Look through the data below for the line with "1. Explicit path", and transcribe it exactly together with each line after it up to and including the line with "and the compiled". Give nothing else.

(Beginning of INFORMATION PROVIDED)

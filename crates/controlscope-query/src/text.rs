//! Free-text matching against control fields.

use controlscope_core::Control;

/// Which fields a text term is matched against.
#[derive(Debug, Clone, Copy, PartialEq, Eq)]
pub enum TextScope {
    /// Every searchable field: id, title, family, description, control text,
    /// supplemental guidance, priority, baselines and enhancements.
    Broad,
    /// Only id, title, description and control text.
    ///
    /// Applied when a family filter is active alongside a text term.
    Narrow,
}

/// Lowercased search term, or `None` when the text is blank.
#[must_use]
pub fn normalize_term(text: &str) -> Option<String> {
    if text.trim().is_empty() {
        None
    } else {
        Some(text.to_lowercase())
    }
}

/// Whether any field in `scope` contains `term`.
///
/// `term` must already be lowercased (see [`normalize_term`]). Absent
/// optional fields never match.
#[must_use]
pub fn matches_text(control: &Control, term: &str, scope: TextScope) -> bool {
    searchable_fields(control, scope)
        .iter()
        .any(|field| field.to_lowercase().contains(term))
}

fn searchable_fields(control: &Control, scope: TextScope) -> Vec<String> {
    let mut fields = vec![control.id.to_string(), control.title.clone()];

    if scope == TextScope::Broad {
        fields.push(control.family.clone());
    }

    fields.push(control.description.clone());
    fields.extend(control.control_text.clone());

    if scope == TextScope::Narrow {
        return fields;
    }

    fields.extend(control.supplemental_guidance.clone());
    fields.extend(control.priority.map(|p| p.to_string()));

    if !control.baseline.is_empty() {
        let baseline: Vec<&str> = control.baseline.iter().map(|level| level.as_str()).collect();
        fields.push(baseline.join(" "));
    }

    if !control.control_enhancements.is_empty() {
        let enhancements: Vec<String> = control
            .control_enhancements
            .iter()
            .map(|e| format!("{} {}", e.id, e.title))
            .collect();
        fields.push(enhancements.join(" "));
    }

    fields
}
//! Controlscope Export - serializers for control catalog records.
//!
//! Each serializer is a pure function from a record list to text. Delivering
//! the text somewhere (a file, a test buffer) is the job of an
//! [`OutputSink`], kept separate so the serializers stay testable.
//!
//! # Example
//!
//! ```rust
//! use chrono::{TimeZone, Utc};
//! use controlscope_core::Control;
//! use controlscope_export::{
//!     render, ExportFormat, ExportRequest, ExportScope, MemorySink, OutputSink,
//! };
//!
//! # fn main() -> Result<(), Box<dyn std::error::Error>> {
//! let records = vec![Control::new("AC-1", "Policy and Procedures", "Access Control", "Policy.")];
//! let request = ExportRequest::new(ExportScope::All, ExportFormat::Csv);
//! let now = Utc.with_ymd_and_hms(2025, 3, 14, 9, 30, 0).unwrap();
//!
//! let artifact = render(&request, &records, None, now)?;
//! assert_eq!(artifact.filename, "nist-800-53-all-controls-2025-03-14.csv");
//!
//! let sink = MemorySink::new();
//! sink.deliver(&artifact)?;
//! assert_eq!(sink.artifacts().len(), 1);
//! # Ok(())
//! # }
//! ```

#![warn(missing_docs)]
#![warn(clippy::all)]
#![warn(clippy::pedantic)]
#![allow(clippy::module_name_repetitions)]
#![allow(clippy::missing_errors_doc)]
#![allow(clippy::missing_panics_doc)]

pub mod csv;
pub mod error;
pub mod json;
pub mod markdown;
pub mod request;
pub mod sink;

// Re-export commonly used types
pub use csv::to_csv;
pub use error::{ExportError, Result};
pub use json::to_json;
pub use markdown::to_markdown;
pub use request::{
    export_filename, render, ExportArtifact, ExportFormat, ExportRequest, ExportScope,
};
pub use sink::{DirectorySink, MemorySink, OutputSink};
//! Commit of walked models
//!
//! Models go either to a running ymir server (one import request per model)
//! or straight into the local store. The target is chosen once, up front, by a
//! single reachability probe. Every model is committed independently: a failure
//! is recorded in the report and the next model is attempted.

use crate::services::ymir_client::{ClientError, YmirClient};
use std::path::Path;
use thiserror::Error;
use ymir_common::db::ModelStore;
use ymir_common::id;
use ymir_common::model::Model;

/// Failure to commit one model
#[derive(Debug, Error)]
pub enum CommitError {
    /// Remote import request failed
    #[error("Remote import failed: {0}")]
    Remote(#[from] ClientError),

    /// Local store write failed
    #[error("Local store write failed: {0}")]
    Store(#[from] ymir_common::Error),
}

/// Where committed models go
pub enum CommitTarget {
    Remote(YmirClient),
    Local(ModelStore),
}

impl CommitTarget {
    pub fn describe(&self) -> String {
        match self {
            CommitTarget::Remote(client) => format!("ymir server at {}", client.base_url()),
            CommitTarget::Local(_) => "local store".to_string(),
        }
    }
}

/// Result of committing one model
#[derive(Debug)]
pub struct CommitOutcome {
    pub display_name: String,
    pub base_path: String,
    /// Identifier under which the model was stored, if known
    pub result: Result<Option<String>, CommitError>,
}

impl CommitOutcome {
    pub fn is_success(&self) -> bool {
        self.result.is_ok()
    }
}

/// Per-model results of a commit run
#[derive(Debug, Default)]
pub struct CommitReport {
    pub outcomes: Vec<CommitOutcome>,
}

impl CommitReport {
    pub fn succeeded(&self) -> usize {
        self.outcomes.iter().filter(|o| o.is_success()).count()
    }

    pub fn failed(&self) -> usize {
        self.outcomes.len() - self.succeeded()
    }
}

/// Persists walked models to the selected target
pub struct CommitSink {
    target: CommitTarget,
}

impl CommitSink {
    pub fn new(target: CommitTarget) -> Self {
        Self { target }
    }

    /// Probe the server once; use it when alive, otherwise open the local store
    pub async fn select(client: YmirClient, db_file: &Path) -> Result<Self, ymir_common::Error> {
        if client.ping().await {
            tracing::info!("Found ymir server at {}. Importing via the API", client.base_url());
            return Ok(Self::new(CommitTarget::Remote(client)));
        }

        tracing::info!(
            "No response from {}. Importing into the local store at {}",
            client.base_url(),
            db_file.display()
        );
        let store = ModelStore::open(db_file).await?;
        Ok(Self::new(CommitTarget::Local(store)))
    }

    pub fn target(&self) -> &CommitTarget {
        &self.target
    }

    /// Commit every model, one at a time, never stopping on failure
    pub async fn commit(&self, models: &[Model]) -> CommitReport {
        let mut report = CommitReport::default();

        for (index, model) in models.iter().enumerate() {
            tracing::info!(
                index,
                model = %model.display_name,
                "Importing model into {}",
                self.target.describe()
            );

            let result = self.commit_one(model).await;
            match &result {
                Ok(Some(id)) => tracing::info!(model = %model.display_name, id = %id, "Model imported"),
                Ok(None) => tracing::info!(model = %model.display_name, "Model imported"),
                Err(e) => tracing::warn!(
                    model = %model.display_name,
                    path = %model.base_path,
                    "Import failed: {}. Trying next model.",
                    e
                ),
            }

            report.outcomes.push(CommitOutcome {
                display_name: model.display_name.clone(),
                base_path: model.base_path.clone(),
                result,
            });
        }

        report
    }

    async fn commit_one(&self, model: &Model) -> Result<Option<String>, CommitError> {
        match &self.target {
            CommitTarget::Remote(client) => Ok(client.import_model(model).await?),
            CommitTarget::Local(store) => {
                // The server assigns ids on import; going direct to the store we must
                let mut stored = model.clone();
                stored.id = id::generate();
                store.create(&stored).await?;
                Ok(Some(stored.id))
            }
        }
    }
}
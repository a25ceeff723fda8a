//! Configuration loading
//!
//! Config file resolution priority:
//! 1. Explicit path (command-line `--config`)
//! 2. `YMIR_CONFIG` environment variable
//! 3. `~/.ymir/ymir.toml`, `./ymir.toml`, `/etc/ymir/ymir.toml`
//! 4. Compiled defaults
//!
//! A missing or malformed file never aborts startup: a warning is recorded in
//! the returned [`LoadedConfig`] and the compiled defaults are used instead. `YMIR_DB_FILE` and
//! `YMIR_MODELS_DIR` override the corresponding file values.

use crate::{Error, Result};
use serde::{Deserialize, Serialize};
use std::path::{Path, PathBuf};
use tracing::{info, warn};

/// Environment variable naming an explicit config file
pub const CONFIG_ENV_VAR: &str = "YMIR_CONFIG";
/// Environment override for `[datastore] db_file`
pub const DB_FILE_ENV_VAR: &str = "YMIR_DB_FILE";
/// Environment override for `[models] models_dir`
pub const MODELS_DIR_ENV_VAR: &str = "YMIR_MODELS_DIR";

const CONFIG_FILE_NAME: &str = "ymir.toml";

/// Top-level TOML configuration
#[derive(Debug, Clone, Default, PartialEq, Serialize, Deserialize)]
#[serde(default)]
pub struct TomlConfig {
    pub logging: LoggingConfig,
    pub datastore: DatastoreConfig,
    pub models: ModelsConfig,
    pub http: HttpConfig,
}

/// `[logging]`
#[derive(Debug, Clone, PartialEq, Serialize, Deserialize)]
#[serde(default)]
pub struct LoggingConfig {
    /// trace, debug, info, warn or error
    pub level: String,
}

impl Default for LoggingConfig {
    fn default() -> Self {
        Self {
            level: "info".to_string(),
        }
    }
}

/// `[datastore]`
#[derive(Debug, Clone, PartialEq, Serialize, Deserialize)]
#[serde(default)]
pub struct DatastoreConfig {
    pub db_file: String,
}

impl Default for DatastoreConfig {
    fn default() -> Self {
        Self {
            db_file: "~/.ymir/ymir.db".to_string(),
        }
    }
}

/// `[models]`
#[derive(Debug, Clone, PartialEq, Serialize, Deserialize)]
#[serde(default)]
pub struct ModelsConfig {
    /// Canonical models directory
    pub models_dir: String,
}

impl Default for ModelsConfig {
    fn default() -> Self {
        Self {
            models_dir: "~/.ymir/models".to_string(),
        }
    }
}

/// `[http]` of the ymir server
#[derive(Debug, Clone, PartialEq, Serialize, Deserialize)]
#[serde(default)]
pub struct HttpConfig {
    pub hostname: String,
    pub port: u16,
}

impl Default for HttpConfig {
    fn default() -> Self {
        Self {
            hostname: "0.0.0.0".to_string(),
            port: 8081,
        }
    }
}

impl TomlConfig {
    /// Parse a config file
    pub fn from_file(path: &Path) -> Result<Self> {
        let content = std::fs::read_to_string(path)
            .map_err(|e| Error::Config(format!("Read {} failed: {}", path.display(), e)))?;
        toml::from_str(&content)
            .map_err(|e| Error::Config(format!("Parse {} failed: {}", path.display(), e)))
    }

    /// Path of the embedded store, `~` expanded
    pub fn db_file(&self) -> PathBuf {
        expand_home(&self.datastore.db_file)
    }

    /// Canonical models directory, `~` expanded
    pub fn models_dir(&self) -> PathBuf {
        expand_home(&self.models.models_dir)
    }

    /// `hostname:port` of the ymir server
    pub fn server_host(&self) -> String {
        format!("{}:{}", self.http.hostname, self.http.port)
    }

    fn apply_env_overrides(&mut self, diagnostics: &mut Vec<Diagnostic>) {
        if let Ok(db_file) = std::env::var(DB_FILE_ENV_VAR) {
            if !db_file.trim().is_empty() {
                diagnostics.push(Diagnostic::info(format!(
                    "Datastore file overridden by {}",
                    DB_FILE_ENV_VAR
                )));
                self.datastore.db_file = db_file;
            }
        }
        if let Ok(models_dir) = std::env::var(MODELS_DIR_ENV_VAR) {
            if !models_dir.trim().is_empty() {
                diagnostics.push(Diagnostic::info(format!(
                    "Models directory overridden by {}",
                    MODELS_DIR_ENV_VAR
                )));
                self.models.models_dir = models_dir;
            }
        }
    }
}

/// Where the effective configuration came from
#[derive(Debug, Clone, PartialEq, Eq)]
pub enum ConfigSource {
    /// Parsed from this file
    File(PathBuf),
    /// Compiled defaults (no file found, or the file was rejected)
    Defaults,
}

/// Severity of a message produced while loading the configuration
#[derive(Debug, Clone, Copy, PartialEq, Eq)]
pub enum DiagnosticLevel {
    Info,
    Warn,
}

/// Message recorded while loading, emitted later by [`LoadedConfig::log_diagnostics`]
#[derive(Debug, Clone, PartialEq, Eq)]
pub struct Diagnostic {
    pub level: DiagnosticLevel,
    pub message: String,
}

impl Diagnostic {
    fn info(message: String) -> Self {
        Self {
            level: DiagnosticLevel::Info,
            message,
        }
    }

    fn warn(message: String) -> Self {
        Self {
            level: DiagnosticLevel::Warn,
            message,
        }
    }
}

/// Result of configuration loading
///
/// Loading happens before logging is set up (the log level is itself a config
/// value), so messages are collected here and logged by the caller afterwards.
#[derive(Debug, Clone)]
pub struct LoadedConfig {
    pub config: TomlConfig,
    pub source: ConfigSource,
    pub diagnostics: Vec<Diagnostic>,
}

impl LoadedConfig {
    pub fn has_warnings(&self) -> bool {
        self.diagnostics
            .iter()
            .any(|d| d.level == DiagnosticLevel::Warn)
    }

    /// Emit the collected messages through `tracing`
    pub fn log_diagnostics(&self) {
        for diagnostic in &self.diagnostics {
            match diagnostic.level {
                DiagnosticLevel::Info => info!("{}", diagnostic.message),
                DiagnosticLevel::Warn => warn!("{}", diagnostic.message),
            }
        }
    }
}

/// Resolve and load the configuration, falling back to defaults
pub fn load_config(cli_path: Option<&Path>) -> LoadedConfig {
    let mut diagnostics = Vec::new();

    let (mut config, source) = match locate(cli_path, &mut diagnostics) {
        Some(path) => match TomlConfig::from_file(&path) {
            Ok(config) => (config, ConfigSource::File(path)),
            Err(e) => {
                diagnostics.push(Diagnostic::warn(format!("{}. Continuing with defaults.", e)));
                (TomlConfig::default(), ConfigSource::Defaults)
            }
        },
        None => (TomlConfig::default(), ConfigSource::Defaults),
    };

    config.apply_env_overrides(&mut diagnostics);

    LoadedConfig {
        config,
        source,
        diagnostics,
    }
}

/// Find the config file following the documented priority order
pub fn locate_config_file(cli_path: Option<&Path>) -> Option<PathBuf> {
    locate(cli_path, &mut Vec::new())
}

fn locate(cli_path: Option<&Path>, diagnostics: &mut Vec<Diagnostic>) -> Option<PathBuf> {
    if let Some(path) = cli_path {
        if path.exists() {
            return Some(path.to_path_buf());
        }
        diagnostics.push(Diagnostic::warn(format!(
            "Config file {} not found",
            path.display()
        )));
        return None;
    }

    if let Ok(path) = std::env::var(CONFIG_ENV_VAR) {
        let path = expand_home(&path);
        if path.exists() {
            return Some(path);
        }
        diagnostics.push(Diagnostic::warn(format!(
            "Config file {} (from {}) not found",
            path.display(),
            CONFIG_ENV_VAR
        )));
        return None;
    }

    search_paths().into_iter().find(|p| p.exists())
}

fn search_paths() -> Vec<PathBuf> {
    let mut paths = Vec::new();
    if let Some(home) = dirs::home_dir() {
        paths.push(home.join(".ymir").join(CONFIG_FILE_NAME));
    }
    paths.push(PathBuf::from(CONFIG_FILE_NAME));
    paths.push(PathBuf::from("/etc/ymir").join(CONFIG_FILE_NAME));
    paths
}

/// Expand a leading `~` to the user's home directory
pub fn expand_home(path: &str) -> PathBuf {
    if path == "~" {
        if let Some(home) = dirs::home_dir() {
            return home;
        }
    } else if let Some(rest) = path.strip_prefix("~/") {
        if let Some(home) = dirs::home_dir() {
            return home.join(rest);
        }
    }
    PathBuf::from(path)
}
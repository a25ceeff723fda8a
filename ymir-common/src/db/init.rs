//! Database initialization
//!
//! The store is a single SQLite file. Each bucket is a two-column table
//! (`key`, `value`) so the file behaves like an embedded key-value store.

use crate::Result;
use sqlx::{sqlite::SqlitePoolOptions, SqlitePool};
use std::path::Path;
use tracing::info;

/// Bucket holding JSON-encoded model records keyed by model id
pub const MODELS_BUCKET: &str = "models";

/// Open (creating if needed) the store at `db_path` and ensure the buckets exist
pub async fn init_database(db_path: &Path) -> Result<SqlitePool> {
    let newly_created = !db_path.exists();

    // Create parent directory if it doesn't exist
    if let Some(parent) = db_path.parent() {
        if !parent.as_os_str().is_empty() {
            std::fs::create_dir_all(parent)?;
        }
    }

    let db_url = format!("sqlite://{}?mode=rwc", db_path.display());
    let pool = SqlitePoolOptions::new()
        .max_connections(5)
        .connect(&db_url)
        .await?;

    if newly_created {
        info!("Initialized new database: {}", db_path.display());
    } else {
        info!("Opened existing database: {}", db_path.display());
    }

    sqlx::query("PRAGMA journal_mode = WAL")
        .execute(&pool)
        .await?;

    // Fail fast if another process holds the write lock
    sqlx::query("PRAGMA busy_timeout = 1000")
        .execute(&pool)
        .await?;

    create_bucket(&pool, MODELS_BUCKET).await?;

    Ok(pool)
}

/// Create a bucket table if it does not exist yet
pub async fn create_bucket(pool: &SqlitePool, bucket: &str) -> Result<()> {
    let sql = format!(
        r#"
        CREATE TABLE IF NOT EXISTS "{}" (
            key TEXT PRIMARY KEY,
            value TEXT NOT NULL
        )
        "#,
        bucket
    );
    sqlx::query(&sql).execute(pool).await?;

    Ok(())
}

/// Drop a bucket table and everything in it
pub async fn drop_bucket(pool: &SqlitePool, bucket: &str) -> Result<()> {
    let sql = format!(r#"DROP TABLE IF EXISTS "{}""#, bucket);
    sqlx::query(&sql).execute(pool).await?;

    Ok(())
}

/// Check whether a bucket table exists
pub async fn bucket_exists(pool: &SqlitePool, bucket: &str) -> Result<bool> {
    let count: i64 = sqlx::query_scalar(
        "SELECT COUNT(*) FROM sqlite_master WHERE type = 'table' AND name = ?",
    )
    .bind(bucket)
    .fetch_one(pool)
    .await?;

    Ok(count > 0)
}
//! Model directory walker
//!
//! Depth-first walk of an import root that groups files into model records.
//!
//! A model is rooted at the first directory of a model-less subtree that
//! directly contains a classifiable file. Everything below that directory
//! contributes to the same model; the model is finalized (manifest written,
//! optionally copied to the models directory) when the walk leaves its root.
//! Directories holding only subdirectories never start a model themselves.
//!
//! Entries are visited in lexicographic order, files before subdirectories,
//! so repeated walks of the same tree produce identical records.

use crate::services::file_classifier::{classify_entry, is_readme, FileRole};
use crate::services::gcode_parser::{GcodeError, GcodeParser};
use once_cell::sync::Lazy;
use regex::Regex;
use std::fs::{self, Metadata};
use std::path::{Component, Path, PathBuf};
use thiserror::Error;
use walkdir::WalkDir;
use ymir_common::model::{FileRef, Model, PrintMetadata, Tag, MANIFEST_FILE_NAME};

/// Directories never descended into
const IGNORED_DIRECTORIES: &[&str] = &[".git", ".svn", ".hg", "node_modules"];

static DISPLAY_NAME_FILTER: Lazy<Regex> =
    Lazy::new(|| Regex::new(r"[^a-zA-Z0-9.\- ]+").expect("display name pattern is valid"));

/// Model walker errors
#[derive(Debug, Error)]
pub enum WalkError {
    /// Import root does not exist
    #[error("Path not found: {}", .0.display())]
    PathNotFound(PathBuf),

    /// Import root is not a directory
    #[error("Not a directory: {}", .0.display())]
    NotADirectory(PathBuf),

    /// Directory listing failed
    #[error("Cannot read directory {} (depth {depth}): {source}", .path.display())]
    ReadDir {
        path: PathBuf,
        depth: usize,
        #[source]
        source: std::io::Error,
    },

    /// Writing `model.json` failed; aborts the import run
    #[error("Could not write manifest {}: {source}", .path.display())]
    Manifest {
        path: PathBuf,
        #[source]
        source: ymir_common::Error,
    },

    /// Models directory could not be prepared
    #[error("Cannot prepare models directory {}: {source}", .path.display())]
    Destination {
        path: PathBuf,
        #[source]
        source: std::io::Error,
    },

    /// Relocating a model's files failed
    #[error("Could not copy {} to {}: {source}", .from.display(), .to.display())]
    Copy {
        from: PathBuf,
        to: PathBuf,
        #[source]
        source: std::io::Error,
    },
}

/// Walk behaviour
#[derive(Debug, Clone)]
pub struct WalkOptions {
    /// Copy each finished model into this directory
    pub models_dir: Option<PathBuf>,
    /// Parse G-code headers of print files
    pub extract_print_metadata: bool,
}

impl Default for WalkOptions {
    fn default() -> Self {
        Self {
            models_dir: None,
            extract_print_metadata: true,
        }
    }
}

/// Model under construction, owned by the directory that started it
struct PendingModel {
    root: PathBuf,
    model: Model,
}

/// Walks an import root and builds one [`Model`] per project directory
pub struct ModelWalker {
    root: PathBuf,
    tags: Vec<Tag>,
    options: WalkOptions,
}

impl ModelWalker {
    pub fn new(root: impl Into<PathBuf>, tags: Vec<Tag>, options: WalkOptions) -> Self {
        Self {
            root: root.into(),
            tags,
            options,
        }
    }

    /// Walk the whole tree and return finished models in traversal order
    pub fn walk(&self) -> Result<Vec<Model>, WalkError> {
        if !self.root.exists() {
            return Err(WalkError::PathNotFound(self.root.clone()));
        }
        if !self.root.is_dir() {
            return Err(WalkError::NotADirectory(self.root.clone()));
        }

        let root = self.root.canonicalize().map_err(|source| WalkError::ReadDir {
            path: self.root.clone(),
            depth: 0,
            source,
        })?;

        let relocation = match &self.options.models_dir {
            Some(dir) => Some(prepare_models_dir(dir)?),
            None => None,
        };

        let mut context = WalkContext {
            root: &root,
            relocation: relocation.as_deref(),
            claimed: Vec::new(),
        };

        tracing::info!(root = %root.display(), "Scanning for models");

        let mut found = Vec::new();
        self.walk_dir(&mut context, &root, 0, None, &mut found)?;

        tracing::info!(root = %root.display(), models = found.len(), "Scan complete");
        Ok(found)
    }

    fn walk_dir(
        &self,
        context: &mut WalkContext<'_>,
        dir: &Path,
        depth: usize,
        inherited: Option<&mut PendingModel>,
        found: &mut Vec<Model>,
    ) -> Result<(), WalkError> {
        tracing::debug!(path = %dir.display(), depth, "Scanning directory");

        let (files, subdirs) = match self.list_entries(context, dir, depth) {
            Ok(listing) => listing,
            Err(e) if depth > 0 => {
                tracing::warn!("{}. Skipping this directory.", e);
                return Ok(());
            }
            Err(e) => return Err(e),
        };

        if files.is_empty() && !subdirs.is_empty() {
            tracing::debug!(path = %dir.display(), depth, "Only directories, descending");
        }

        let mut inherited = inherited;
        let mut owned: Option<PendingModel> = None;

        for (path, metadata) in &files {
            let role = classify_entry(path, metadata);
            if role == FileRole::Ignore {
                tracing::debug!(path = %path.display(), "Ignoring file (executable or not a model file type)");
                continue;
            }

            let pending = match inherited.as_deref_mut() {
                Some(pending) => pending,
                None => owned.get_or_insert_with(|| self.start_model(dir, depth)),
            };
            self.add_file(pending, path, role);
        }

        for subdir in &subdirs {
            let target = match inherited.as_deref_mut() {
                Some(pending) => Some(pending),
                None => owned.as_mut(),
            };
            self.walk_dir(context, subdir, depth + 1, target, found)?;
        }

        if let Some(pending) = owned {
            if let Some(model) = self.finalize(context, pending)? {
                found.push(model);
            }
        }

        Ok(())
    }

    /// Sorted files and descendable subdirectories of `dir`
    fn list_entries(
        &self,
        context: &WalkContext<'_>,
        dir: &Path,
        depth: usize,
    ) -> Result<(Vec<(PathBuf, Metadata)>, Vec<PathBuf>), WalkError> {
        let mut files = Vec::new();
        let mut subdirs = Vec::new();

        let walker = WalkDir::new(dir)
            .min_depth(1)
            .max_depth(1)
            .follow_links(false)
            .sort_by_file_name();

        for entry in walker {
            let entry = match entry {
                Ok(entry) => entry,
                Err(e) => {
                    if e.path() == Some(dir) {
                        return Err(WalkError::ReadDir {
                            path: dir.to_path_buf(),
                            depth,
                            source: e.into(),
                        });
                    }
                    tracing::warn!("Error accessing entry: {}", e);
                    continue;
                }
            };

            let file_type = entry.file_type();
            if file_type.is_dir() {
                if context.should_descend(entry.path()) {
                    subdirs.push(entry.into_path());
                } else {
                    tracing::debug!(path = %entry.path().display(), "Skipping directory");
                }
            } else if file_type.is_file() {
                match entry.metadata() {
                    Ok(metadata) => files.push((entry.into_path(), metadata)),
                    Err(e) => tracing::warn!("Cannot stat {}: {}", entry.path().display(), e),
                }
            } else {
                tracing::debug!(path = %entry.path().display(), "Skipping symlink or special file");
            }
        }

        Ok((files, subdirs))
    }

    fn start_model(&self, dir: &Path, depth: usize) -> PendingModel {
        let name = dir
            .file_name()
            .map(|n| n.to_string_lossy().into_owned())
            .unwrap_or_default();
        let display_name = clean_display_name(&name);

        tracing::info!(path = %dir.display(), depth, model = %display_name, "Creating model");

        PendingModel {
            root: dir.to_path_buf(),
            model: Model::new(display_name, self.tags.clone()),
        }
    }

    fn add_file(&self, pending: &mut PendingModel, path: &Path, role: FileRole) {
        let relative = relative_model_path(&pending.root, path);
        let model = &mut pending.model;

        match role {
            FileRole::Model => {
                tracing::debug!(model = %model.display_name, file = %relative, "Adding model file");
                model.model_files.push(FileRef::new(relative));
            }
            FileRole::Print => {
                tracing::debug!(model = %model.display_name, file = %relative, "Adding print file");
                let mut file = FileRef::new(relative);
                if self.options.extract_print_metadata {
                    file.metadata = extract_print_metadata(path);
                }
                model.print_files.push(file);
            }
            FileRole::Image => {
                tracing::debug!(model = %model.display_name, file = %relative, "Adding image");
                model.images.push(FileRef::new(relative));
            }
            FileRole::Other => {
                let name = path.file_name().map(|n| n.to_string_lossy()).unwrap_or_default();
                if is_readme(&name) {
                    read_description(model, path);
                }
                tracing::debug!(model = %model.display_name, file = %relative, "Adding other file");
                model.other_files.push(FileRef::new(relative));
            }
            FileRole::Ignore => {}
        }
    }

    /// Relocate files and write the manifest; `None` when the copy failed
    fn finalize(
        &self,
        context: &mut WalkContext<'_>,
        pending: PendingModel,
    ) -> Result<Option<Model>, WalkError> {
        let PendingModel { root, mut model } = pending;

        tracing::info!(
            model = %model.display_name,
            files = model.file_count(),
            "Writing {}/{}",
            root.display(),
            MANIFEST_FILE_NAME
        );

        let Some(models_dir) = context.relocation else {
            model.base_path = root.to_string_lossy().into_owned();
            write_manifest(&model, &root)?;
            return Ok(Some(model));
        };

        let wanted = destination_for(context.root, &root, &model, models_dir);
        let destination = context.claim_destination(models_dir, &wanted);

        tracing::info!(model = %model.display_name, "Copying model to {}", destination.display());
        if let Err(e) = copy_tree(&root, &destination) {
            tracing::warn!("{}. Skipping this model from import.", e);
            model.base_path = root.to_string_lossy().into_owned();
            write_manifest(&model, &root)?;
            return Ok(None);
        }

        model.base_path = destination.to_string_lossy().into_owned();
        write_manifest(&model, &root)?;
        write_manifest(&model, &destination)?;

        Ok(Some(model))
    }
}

(End of INFORMATION PROVIDED)

_EXERCISE ANSWER_
//! 1. Explicit path (command-line `--config`)
//! 2. `YMIR_CONFIG` environment variable
//! 3. `~/.ymir/ymir.toml`, `./ymir.toml`, `/etc/ymir/ymir.toml`
//! 4. Compiled defaults
//!
//! A missing or malformed file never aborts startup: a warning is recorded in
//! the returned [`LoadedConfig`] and the compiled defaults are used instead. `YMIR_DB_FILE` and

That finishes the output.